Salvaging the Smash MVP: 3 months with 0 room for error
Smash.technology is a place where students gain work experience and academic understanding to break into industry. The core product was our learning management system, a fully custom build from two dev teams, but a shrinking runway made budget and time overruns likely
The plan? Abandon it and hire specialists to customize an open-source alternative in three months. Result: Open edX ($20K) over the custom rebuild ($240K–$290K) saved us at least $220K and four to six months
SOW renegotiation and Open edX migration together. Feature set and data privacy compliance increased by building on stable ground
From a beta NPS of −17 to a general-availability NPS of +43, a 60-point swing in six weeks post-launch
Shipped on time and on budget. The remaining two months of the contract went to testing and iteration
The problem
Three things were true: the product had real ambition and a thoughtful pedagogy underneath; the offshore team, capable but under-briefed, had been shipping for months without guidance or feedback before I was hired; users were coming in with questions but leaving even more confused than before
Smash intended to systematize what a passionate UW professor had been doing by hand for years: helping bright but unconnected students get the work experience and preparation to land their first jobs in industry. But the system was trying to be a learning tool and a hiring pipeline simultaneously without bringing clarity to either
"I'm not sure what to do here. There aren't any real interviewers. Do I have to learn something to get a real interview?"

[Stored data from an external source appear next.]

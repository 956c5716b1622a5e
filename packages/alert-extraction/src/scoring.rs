//! Confidence scoring for extracted hits and whole-message parses.
//!
//! Pure functions: a hit record in, a 0..=100 score out. The hit score
//! gates on the must-have fields (title, company, raw location), then
//! applies structure bonuses and sanity penalties. The message score
//! aggregates hit scores against the parser's expected hit-count range.

use std::collections::HashSet;
use std::sync::LazyLock;

use regex::Regex;

use crate::types::hit::{normalize, JobHit};

static CTA_TITLE_RE: LazyLock<Regex> =
    LazyLock::new(|| Regex::new(r"(?i)\b(view|apply|details|see|open)\b").unwrap());

static MONEY_RE: LazyLock<Regex> = LazyLock::new(|| Regex::new(r"\$[\d,]+").unwrap());

/// Score one extracted hit, 0..=100.
///
/// A hit missing all three must-have fields scores exactly 0.
pub fn score_hit(hit: &JobHit) -> u8 {
    let title = hit.title.as_deref().unwrap_or("").trim();
    let company = hit.company.as_deref().unwrap_or("").trim();
    let location_raw = hit.location_raw.as_deref().unwrap_or("").trim();

    let missing_must = [title, company, location_raw]
        .iter()
        .filter(|f| f.is_empty())
        .count();

    let mut score: i32 = match missing_must {
        3 => return 0,
        2 => 20,
        1 => 45,
        _ => 70,
    };

    if hit.state.is_some() {
        score += 8;
    }
    if hit.city.is_some() {
        score += 6;
    }

    // Salary: the raw line is the strongest signal, then parsed numbers,
    // then the period.
    if hit.salary_raw.as_deref().map_or(false, |s| !s.trim().is_empty()) {
        score += 10;
    }
    if hit.salary_min.is_some() {
        score += 3;
    }
    if hit.salary_max.is_some() && hit.salary_max != hit.salary_min {
        score += 2;
    }
    if hit.salary_period.is_some() {
        score += 2;
    }

    // Debug lines as a weak sanity signal.
    if !hit.debug_lines.is_empty() {
        let unique: HashSet<String> = hit
            .debug_lines
            .iter()
            .map(|l| normalize(l))
            .filter(|l| !l.is_empty())
            .collect();
        let unique_count = unique.len();
        let total = hit.debug_lines.len();
        let dup_ratio = 1.0 - (unique_count as f64 / total as f64);

        if (3..=7).contains(&unique_count) {
            score += 3;
        } else if unique_count < 3 || unique_count > 12 {
            score -= 5;
        }
        if dup_ratio > 0.5 {
            score -= 2;
        }
    }

    if title.chars().count() < 4 {
        score -= 25;
    }
    if CTA_TITLE_RE.is_match(title) {
        score -= 15;
    }
    if !location_raw.is_empty() && MONEY_RE.is_match(location_raw) {
        score -= 15;
    }
    if hit.debug_lines.len() <= 3 || hit.debug_lines.len() >= 10 {
        score -= 10;
    }

    score.clamp(0, 100) as u8
}

/// Aggregate confidence for a whole message parse, 0..=100.
///
/// Zero hits scores a flat 10: the parser matched the sender but found
/// nothing, which is suspicious rather than definitively wrong.
pub fn score_message(hit_confidences: &[u8], hits_expected: Option<(usize, usize)>) -> u8 {
    let n = hit_confidences.len();
    if n == 0 {
        return 10;
    }

    let avg = hit_confidences.iter().map(|&c| c as f64).sum::<f64>() / n as f64;
    let frac_good = hit_confidences.iter().filter(|&&c| c >= 80).count() as f64 / n as f64;
    let frac_bad = hit_confidences.iter().filter(|&&c| c < 50).count() as f64 / n as f64;

    let mut score = avg + 10.0 * frac_good - 15.0 * frac_bad;

    if let Some((lo, hi)) = hits_expected {
        if (lo..=hi).contains(&n) {
            score += 5.0;
        }

        // Soft penalty when far outside the expected range.
        let ok_low = (lo / 3).max(1);
        let ok_high = (hi as f64 * 1.5) as usize;
        if n < ok_low {
            score -= 10.0;
        } else if n > ok_high {
            score -= 5.0;
        }
    }
    if n < 3 {
        score -= 10.0;
    }

    score.round().clamp(0.0, 100.0) as u8
}

#[cfg(test)]
mod tests {
    use super::*;
    use crate::types::hit::SalaryPeriod;
    use proptest::prelude::*;

    fn full_hit() -> JobHit {
        JobHit {
            tracking_url: "https://email.s.seek.com.au/uni/ss/c/a".into(),
            title: Some("Data Engineer".into()),
            company: Some("Acme Analytics".into()),
            suburb: Some("Parramatta".into()),
            city: Some("Sydney".into()),
            state: Some("NSW".into()),
            location_raw: Some("Parramatta, Sydney NSW".into()),
            salary_min: Some(90000.0),
            salary_max: Some(110000.0),
            salary_period: Some(SalaryPeriod::Year),
            salary_raw: Some("$90,000 - $110,000".into()),
            debug_lines: vec![
                "Data Engineer".into(),
                "Acme Analytics".into(),
                "Parramatta, Sydney NSW".into(),
                "$90,000 - $110,000".into(),
                "Great culture".into(),
            ],
            fingerprint: None,
            hit_confidence: 0,
        }
    }

    #[test]
    fn test_all_must_haves_missing_scores_zero() {
        let hit = JobHit::new("https://example.com/t");
        assert_eq!(score_hit(&hit), 0);
    }

    #[test]
    fn test_full_hit_scores_high() {
        // base 70 + state 8 + city 6 + salary 10+3+2+2 + unique lines 3 = 104,
        // clamped to 100
        assert_eq!(score_hit(&full_hit()), 100);
    }

    #[test]
    fn test_cta_title_penalized() {
        let mut hit = full_hit();
        hit.title = Some("View all jobs".into());
        let clean = score_hit(&full_hit());
        assert!(score_hit(&hit) < clean);
    }

    #[test]
    fn test_short_title_penalized() {
        let mut hit = full_hit();
        hit.title = Some("DBA".into());
        assert!(score_hit(&hit) <= score_hit(&full_hit()) - 25 + 4);
    }

    #[test]
    fn test_money_in_location_penalized() {
        let mut hit = full_hit();
        hit.location_raw = Some("Sydney NSW $120,000".into());
        assert!(score_hit(&hit) < score_hit(&full_hit()));
    }

    #[test]
    fn test_message_score_empty_is_ten() {
        assert_eq!(score_message(&[], Some((12, 20))), 10);
        assert_eq!(score_message(&[], None), 10);
    }

    #[test]
    fn test_message_score_in_expected_range() {
        let confidences = vec![85u8; 15];
        // avg 85 + frac_good 10 + in-range 5 = 100
        assert_eq!(score_message(&confidences, Some((12, 20))), 100);
    }

    #[test]
    fn test_message_score_far_below_expected() {
        let one = score_message(&[85], Some((12, 20)));
        // avg 85 + 10 (all good) - 10 (below lo/3) - 10 (fewer than 3) = 75
        assert_eq!(one, 75);
    }

    #[test]
    fn test_message_score_low_confidences_floor() {
        let confidences = vec![5u8; 15];
        // avg 5 + 0 - 15 (all bad) + 5 (in range) = -5, clamped to 0
        assert_eq!(score_message(&confidences, Some((12, 20))), 0);
    }

    proptest! {
        #[test]
        fn prop_hit_score_bounded(
            title in proptest::option::of(".{0,40}"),
            company in proptest::option::of(".{0,40}"),
            location in proptest::option::of(".{0,60}"),
            lines in proptest::collection::vec(".{0,30}", 0..15),
        ) {
            let hit = JobHit {
                tracking_url: "u".into(),
                title,
                company,
                location_raw: location,
                debug_lines: lines,
                ..Default::default()
            };
            let score = score_hit(&hit);
            prop_assert!(score <= 100);
        }

        #[test]
        fn prop_message_score_bounded(
            confidences in proptest::collection::vec(0u8..=100, 0..40),
            lo in 0usize..25,
            span in 0usize..25,
        ) {
            let score = score_message(&confidences, Some((lo, lo + span)));
            prop_assert!(score <= 100);
        }
    }
}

That quote, from a first-time user navigating the platform alone, was the clearest diagnosis that the product wasn't legible
Constraints
These shaped every decision I made
- No internal engineering team; all development outsourced to an offshore shop under a waterfall contract. Being remote and distant, I couldn't walk over to an engineer's desk
- Budget fixed and shrinking. Every week of delay cost real money against a finite runway
- No existing design system, no design-debt documentation, no component inventory. Starting from zero artifacts
- Active users already in live cohorts. I couldn't throw everything out and start over; migration and continuity mattered
Research and discovery
Before touching a wireframe, I spent the first two weeks in discovery, understanding what was actually broken from the user's perspective, not the roadmap's
- Stakeholder interviews with the CEO and team leads to map the gap between what was promised to partners and users vs. what the product actually could do
- User interviews with five to eight active students, focused on their mental models: what did they think Smash was for, and where did it fall short?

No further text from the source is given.